THE TASK -
Lines that contain the string "tokio" are the ones to list; copy all of them from the records.

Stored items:
------------------------
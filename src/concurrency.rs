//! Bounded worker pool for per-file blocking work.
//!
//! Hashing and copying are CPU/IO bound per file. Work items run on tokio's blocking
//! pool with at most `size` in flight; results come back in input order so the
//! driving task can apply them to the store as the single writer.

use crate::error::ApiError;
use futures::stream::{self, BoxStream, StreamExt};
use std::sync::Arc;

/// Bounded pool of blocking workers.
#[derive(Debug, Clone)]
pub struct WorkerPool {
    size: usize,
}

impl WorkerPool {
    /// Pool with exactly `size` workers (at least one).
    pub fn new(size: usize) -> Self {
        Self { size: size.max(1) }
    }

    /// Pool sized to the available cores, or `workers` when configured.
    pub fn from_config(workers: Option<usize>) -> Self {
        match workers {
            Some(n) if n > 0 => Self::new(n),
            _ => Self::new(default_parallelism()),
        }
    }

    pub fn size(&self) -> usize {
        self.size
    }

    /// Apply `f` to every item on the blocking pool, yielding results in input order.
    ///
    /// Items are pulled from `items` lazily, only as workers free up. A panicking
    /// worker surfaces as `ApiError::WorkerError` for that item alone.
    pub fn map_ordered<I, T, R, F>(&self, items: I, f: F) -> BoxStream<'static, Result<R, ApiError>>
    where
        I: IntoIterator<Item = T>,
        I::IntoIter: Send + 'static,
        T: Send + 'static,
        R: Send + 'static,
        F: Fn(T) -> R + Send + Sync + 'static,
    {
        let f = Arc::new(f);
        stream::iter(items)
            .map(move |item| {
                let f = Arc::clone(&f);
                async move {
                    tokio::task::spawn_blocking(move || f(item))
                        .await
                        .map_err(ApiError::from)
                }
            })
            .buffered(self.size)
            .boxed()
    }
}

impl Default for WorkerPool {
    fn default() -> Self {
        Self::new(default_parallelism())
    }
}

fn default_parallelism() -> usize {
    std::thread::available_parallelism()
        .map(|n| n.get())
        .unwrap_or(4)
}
------------------------
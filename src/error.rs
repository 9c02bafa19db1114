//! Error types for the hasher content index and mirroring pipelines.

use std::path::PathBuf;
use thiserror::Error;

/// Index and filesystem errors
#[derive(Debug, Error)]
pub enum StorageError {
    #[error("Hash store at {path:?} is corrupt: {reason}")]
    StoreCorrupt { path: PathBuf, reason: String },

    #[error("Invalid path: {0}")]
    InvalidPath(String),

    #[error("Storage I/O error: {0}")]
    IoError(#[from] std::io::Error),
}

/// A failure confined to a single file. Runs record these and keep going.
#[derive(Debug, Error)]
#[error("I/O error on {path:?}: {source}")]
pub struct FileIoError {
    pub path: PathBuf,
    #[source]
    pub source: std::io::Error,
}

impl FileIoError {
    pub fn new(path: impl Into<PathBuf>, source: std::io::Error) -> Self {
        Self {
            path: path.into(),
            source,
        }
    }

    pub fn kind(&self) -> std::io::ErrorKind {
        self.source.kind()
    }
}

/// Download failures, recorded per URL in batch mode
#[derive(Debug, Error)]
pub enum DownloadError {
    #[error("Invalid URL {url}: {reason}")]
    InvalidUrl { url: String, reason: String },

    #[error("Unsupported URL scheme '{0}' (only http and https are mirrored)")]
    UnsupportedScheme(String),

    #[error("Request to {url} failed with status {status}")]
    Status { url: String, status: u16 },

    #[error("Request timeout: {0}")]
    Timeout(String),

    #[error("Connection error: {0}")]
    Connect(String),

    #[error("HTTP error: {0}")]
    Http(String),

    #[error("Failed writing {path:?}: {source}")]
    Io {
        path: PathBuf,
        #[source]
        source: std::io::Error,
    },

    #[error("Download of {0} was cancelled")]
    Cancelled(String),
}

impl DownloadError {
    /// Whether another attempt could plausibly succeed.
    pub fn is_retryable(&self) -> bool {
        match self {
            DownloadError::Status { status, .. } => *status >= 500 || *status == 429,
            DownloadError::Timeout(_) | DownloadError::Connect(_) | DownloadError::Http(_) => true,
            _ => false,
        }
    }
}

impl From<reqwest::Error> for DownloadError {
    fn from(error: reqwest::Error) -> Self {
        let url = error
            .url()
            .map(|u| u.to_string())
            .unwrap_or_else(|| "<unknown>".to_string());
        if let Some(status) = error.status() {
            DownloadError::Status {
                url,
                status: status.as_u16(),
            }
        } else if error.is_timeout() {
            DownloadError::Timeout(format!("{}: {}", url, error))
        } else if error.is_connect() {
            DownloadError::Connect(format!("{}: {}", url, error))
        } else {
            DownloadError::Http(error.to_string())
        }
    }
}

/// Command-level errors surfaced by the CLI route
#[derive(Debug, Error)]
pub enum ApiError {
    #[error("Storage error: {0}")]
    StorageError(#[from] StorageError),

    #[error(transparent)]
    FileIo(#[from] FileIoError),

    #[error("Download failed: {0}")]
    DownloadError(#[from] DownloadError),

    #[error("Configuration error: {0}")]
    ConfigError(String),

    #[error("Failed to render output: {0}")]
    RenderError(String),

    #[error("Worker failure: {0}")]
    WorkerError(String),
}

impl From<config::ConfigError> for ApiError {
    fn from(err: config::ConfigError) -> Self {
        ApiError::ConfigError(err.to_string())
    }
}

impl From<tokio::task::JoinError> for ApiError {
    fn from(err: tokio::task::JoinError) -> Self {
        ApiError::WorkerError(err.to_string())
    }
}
------------------------
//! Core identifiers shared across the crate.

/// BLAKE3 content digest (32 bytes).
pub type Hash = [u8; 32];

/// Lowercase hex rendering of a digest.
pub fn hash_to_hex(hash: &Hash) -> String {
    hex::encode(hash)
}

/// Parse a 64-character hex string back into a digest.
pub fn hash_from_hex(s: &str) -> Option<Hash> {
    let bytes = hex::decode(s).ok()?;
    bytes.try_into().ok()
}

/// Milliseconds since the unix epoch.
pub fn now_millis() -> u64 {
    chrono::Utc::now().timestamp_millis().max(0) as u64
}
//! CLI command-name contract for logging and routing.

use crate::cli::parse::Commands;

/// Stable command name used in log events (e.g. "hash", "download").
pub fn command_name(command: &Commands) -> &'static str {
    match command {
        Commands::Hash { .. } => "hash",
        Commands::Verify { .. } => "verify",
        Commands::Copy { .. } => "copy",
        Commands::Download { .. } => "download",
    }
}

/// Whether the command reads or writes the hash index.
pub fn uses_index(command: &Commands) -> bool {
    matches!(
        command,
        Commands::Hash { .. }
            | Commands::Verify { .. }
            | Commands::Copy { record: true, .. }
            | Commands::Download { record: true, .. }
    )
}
------------------------
RESULT BELOW -
//! Hashing and copying are CPU/IO bound per file. Work items run on tokio's blocking
                    tokio::task::spawn_blocking(move || f(item))
impl From<tokio::task::JoinError> for ApiError {
    fn from(err: tokio::task::JoinError) -> Self {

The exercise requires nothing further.